# TO DO
Every line of the entries below that carries the string "Retrieved" should be copied.

# INFORMATION SHOWN
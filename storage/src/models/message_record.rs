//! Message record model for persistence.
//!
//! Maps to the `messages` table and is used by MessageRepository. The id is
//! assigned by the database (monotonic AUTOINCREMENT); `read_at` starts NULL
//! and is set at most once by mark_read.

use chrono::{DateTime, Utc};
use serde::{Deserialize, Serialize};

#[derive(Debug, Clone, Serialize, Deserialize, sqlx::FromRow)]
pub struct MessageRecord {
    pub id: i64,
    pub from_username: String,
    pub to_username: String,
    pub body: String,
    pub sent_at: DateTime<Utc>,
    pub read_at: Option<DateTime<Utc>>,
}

==

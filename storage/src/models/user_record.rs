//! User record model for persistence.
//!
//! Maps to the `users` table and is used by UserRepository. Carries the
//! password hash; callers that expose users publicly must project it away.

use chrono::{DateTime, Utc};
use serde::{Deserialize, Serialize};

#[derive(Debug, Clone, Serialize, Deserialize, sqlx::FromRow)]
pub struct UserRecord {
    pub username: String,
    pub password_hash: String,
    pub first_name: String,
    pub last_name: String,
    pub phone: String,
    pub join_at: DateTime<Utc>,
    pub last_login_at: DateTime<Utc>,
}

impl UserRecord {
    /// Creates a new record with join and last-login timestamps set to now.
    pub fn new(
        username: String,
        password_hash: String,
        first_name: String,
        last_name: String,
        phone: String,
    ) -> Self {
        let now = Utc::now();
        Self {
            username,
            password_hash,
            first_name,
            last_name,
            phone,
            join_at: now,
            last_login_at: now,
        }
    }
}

---

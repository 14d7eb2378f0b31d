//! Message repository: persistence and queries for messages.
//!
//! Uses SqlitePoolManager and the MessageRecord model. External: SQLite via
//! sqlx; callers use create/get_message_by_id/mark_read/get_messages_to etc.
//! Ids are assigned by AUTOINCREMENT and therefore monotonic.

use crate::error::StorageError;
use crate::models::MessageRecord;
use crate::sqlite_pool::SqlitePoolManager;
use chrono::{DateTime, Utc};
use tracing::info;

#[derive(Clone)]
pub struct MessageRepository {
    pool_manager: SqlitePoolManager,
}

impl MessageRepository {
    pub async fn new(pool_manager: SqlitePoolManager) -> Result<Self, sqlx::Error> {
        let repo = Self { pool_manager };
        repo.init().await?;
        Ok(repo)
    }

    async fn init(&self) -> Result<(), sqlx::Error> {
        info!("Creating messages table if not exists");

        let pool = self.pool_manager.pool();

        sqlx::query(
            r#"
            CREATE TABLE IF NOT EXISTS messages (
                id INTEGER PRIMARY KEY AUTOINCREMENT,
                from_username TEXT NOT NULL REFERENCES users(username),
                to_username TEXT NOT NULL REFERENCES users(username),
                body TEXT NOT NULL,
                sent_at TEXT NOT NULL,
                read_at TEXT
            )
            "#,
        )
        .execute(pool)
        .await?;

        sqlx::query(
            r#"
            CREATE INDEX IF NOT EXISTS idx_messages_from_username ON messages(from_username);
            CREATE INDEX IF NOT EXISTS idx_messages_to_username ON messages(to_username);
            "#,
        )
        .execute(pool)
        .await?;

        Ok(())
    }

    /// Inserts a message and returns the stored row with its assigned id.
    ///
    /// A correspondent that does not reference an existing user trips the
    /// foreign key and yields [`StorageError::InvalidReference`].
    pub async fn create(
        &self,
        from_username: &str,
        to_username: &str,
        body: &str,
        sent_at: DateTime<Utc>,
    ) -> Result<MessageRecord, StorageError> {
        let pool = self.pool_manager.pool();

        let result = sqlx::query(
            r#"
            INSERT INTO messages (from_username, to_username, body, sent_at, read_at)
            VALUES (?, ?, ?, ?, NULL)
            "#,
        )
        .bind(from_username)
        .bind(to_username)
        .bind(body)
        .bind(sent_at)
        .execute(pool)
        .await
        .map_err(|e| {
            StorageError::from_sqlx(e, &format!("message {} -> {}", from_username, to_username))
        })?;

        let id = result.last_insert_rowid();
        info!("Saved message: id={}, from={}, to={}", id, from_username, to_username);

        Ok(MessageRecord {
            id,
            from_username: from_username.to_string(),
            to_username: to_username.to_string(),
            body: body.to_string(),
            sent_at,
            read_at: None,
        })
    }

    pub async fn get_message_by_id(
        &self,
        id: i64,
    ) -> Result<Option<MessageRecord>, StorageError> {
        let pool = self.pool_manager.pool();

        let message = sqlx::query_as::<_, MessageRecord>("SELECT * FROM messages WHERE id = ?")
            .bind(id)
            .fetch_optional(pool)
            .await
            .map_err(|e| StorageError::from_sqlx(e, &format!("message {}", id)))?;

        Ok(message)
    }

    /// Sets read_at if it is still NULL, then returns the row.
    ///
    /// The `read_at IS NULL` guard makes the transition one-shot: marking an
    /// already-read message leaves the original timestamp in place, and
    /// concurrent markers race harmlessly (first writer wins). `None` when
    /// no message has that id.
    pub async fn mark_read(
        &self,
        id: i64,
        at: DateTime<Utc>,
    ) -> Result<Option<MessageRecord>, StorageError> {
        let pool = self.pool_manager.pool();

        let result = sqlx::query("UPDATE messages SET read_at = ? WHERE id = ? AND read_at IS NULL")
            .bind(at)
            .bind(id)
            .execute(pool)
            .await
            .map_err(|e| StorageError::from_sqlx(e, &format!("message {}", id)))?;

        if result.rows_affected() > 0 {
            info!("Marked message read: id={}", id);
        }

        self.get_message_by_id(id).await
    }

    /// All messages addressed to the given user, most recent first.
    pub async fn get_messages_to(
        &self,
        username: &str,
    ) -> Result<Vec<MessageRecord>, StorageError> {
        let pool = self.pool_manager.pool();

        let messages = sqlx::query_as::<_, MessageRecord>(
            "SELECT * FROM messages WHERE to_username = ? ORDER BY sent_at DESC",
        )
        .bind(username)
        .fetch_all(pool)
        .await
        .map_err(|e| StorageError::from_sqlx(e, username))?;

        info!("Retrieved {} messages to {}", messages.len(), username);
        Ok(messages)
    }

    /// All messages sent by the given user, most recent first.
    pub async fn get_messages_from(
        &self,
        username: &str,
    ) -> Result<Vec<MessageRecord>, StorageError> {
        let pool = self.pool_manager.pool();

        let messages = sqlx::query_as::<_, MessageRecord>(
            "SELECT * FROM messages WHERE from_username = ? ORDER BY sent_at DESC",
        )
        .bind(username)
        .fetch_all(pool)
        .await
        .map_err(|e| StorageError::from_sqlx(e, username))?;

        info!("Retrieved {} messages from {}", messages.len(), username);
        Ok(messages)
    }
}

# SOLUTION TO THIS PROBLEM
        info!("Retrieved {} messages to {}", messages.len(), username);
        info!("Retrieved {} messages from {}", messages.len(), username);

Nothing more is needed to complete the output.